[Python-3000] How will unicode get used?

Guido van Rossum guido at python.org
Wed Sep 20 20:32:04 CEST 2006


On 9/20/06, Adam Olsen <rhamph at gmail.com> wrote:
> On 9/20/06, Guido van Rossum <guido at python.org> wrote:
> > On 9/20/06, Adam Olsen <rhamph at gmail.com> wrote:
> > > Before we can decide on the internal representation of our unicode
> > > objects, we need to decide on their external interface.  My thoughts
> > > so far:
> >
> > Let me cut this short. The external string API in Py3k should not
> > change or only very marginally so (like removing rarely used useless
> > APIs or adding a few new conveniences). The plan is to keep the 2.x
> > API that is supported (in 2.x) by both str and unicode, but merge the
> > twp string types into one. Anything else could be done just as easily
> > before or after Py3k.
>
> Thanks, but one thing remains unclear: is the indexing intended to
> represent bytes, code points, or code units?

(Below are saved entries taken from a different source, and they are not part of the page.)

//! 汇总邮件模板
//!
//! 把 `BudgetDigest` 渲染成邮件主题、HTML 正文和纯文本正文。
//! 模板硬编码在代码中，用户可控的分类名称一律做 HTML 转义。

use budget_shared::events::{BudgetDigest, Recipient};
use rust_decimal::Decimal;

use crate::sender::EmailMessage;

/// 渲染后的邮件内容
#[derive(Debug, Clone, PartialEq, Eq)]
pub struct RenderedEmail {
    pub subject: String,
    pub html: String,
    pub text: String,
}

impl RenderedEmail {
    /// 组装成可发送的邮件
    pub fn into_message(self, from: &str, recipient: &Recipient) -> EmailMessage {
        EmailMessage {
            from: from.to_string(),
            to: recipient.email.clone(),
            subject: self.subject,
            html: self.html,
            text: self.text,
        }
    }
}

/// 每周预算汇总邮件模板
pub struct SummaryEmailTemplate;

impl SummaryEmailTemplate {
    /// 主题包含月份与两类分类的数量，方便在收件箱中直接看到状态
    pub fn subject(digest: &BudgetDigest) -> String {
        if digest.is_all_clear() {
            return format!("Budget summary for {}: all on track", digest.month_label);
        }
        format!(
            "Budget summary for {}: {} over budget, {} near limit",
            digest.month_label,
            digest.over_budget.len(),
            digest.near_limit.len()
        )
    }

    /// 渲染完整邮件
    pub fn render(recipient: &Recipient, digest: &BudgetDigest) -> RenderedEmail {
        RenderedEmail {
            subject: Self::subject(digest),
            html: Self::render_html(recipient, digest),
            text: Self::render_text(recipient, digest),
        }
    }

    fn render_html(recipient: &Recipient, digest: &BudgetDigest) -> String {
        let mut sections = String::new();

        if !digest.over_budget.is_empty() {
            sections.push_str("<h2 style=\"color:#b91c1c\">Over budget</h2><table>");
            sections.push_str(
                "<tr><th align=\"left\">Category</th><th>Budget</th><th>Spent</th><th>Over by</th></tr>",
            );
            for c in &digest.over_budget {
                sections.push_str(&format!(
                    "<tr><td>{}</td><td>{}</td><td>{}</td><td>{}</td></tr>",
                    escape_html(&c.category_name),
                    format_money(c.budget_amount),
                    format_money(c.spent_amount),
                    format_money(c.over_by_amount)
                ));
            }
            sections.push_str("</table>");
        }

        if !digest.near_limit.is_empty() {
            sections.push_str("<h2 style=\"color:#b45309\">Near limit</h2><table>");
            sections.push_str(
                "<tr><th align=\"left\">Category</th><th>Budget</th><th>Spent</th><th>Remaining</th></tr>",
            );
            for c in &digest.near_limit {
                sections.push_str(&format!(
                    "<tr><td>{}</td><td>{}</td><td>{}</td><td>{}</td></tr>",
                    escape_html(&c.category_name),
                    format_money(c.budget_amount),
                    format_money(c.spent_amount),
                    format_money(c.remaining_amount)
                ));
            }
            sections.push_str("</table>");
        }

        if digest.is_all_clear() {
            sections.push_str("<p>Every budgeted category is comfortably on track. Nice work!</p>");
        }

        format!(
            r#"<!DOCTYPE html>
<html>
<head>
    <meta charset="UTF-8">
    <title>{title}</title>
    <style>
        body {{ font-family: Arial, sans-serif; line-height: 1.6; color: #333; }}
        .container {{ max-width: 600px; margin: 0 auto; padding: 20px; }}
        table {{ width: 100%; border-collapse: collapse; }}
        td, th {{ padding: 4px 8px; border-bottom: 1px solid #eee; }}
        .footer {{ text-align: center; color: #888; font-size: 12px; margin-top: 20px; }}
    </style>
</head>
<body>
    <div class="container">
        <h1>Weekly budget summary: {month}</h1>
        <p>Hi {name},</p>
        {sections}
        <p><a href="{url}">Open your budgets</a></p>
        <div class="footer">
            <p>This summary is sent every Monday morning.</p>
        </div>
    </div>
</body>
</html>"#,
            title = escape_html(&Self::subject(digest)),
            month = escape_html(&digest.month_label),
            name = escape_html(&recipient.name),
            sections = sections,
            url = escape_html(&digest.app_url),
        )
    }

    fn render_text(recipient: &Recipient, digest: &BudgetDigest) -> String {
        let mut lines = vec![
            format!("Weekly budget summary: {}", digest.month_label),
            String::new(),
            format!("Hi {},", recipient.name),
            String::new(),
        ];

        if !digest.over_budget.is_empty() {
            lines.push("Over budget:".to_string());
            for c in &digest.over_budget {
                lines.push(format!(
                    "- {}: spent {} of {} (over by {})",
                    c.category_name,
                    format_money(c.spent_amount),
                    format_money(c.budget_amount),
                    format_money(c.over_by_amount)
                ));
            }
            lines.push(String::new());
        }

        if !digest.near_limit.is_empty() {
            lines.push("Near limit:".to_string());
            for c in &digest.near_limit {
                lines.push(format!(
                    "- {}: spent {} of {} ({} remaining)",
                    c.category_name,
                    format_money(c.spent_amount),
                    format_money(c.budget_amount),
                    format_money(c.remaining_amount)
                ));
            }
            lines.push(String::new());
        }

        if digest.is_all_clear() {
            lines.push("Every budgeted category is comfortably on track.".to_string());
            lines.push(String::new());
        }

        lines.push(format!("Open your budgets: {}", digest.app_url));
        lines.join("\n")
    }
}

/// 以美元格式输出金额：千分位分隔、两位小数，如 `$1,234.50`、`-$20.00`
pub fn format_money(amount: Decimal) -> String {
    let rounded = amount.round_dp(2);
    let sign = if rounded.is_sign_negative() && !rounded.is_zero() {
        "-"
    } else {
        ""
    };
    let formatted = format!("{:.2}", rounded.abs());
    let (int_part, frac_part) = formatted.split_once('.').unwrap_or((formatted.as_str(), "00"));

    let mut grouped = String::with_capacity(int_part.len() + int_part.len() / 3);
    for (i, ch) in int_part.chars().enumerate() {
        if i > 0 && (int_part.len() - i) % 3 == 0 {
            grouped.push(',');
        }
        grouped.push(ch);
    }

    format!("{sign}${grouped}.{frac_part}")
}

fn escape_html(input: &str) -> String {
    let mut out = String::with_capacity(input.len());
    for ch in input.chars() {
        match ch {
            '&' => out.push_str("&amp;"),
            '<' => out.push_str("&lt;"),
            '>' => out.push_str("&gt;"),
            '"' => out.push_str("&quot;"),
            '\'' => out.push_str("&#39;"),
            other => out.push(other),
        }
    }
    out
}
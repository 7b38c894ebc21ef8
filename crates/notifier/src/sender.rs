//! 邮件发送器
//!
//! 通过 `EmailSender` trait 抽象发送行为：
//! - `LogEmailSender`：仅记录日志，开发环境与未配置邮件服务时使用
//! - `HttpEmailSender`：以 JSON 调用邮件服务 HTTP API（Bearer 鉴权）

use std::sync::Arc;
use std::time::Duration;

use async_trait::async_trait;
use budget_shared::config::EmailConfig;
use serde::{Deserialize, Serialize};
use tracing::{debug, info, warn};
use uuid::Uuid;

use crate::error::NotificationError;

/// 一封待发送的邮件
#[derive(Debug, Clone, PartialEq, Eq, Serialize)]
pub struct EmailMessage {
    pub from: String,
    pub to: String,
    pub subject: String,
    pub html: String,
    pub text: String,
}

/// 发送结果
#[derive(Debug, Clone, PartialEq, Eq)]
pub struct SendResult {
    /// 邮件服务返回的消息标识，用于追踪投递状态
    pub message_id: String,
}

/// 邮件发送器 trait
#[cfg_attr(test, mockall::automock)]
#[async_trait]
pub trait EmailSender: Send + Sync {
    /// 发送一封邮件
    async fn send(&self, message: &EmailMessage) -> Result<SendResult, NotificationError>;

    /// 发送器名称，用于日志
    fn provider(&self) -> &'static str;
}

/// 根据配置构建发送器
///
/// `provider = "http"` 时必须提供 `api_key`，否则返回配置错误。
pub fn build_sender(config: &EmailConfig) -> Result<Arc<dyn EmailSender>, NotificationError> {
    match config.provider.as_str() {
        "log" => Ok(Arc::new(LogEmailSender)),
        "http" => {
            let api_key = config
                .api_key
                .clone()
                .filter(|k| !k.trim().is_empty())
                .ok_or_else(|| NotificationError::Config("http 发送方式需要 api_key".to_string()))?;
            Ok(Arc::new(HttpEmailSender::new(
                config.api_url.clone(),
                api_key,
                Duration::from_secs(config.timeout_seconds),
            )?))
        }
        other => Err(NotificationError::Config(format!(
            "未知的邮件发送方式: {other}"
        ))),
    }
}

// ---------------------------------------------------------------------------
// 日志发送器
// ---------------------------------------------------------------------------

/// 模拟邮件发送器
///
/// 只记录日志不真正投递，便于在无外部依赖的情况下验证汇总流程
pub struct LogEmailSender;

#[async_trait]
impl EmailSender for LogEmailSender {
    async fn send(&self, message: &EmailMessage) -> Result<SendResult, NotificationError> {
        let message_id = Uuid::now_v7().to_string();

        info!(
            provider = "log",
            to = %message.to,
            subject = %message.subject,
            message_id = %message_id,
            html_length = message.html.len(),
            "模拟发送邮件"
        );
        debug!(body = %message.text, "邮件正文");

        Ok(SendResult { message_id })
    }

    fn provider(&self) -> &'static str {
        "log"
    }
}

// ---------------------------------------------------------------------------
// HTTP 发送器
// ---------------------------------------------------------------------------

/// 邮件服务 API 请求体
#[derive(Serialize)]
struct SendEmailBody<'a> {
    from: &'a str,
    to: [&'a str; 1],
    subject: &'a str,
    html: &'a str,
    text: &'a str,
}

/// 邮件服务 API 成功响应
#[derive(Deserialize)]
struct SendEmailResponse {
    id: String,
}

/// 通过 HTTP API 投递邮件
pub struct HttpEmailSender {
    client: reqwest::Client,
    api_url: String,
    api_key: String,
}

impl HttpEmailSender {
    pub fn new(
        api_url: String,
        api_key: String,
        timeout: Duration,
    ) -> Result<Self, NotificationError> {
        let client = reqwest::Client::builder()
            .timeout(timeout)
            .build()
            .map_err(|e| NotificationError::Config(format!("HTTP 客户端构建失败: {e}")))?;

        Ok(Self {
            client,
            api_url,
            api_key,
        })
    }
}

#[async_trait]
impl EmailSender for HttpEmailSender {
    async fn send(&self, message: &EmailMessage) -> Result<SendResult, NotificationError> {
        let body = SendEmailBody {
            from: &message.from,
            to: [&message.to],
            subject: &message.subject,
            html: &message.html,
            text: &message.text,
        };

        let response = self
            .client
            .post(&self.api_url)
            .bearer_auth(&self.api_key)
            .json(&body)
            .send()
            .await
            .map_err(|e| NotificationError::SendFailed {
                recipient: message.to.clone(),
                reason: e.to_string(),
            })?;

        let status = response.status();
        if !status.is_success() {
            let body = response.text().await.unwrap_or_default();
            warn!(
                provider = "http",
                to = %message.to,
                status = status.as_u16(),
                "邮件服务拒绝请求"
            );
            return Err(NotificationError::Rejected {
                status: status.as_u16(),
                body,
            });
        }

        let parsed: SendEmailResponse =
            response
                .json()
                .await
                .map_err(|e| NotificationError::SendFailed {
                    recipient: message.to.clone(),
                    reason: format!("响应解析失败: {e}"),
                })?;

        info!(
            provider = "http",
            to = %message.to,
            message_id = %parsed.id,
            "邮件已提交到邮件服务"
        );

        Ok(SendResult {
            message_id: parsed.id,
        })
    }

    fn provider(&self) -> &'static str {
        "http"
    }
}

// ---------------------------------------------------------------------------
// 测试
// ---------------------------------------------------------------------------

I don't see what's unclear -- the existing unicode object does what it does.

> Note that C code
> operating on UTF-16 would use code units for slicing of UTF-16, which
> splits surrogate pairs.

I thought we were discussing the Python API.

C code will likely have the same access to unicode objects as it has in 2.x.

> As far as I can tell, CPython on windows uses UTF-16 with code units.
> Perhaps not intentionally, but by default (not throwing an error on
> surrogates).

This is intentional, to be compatible with the rest of that platform.
Jython and IronPython do this too I believe.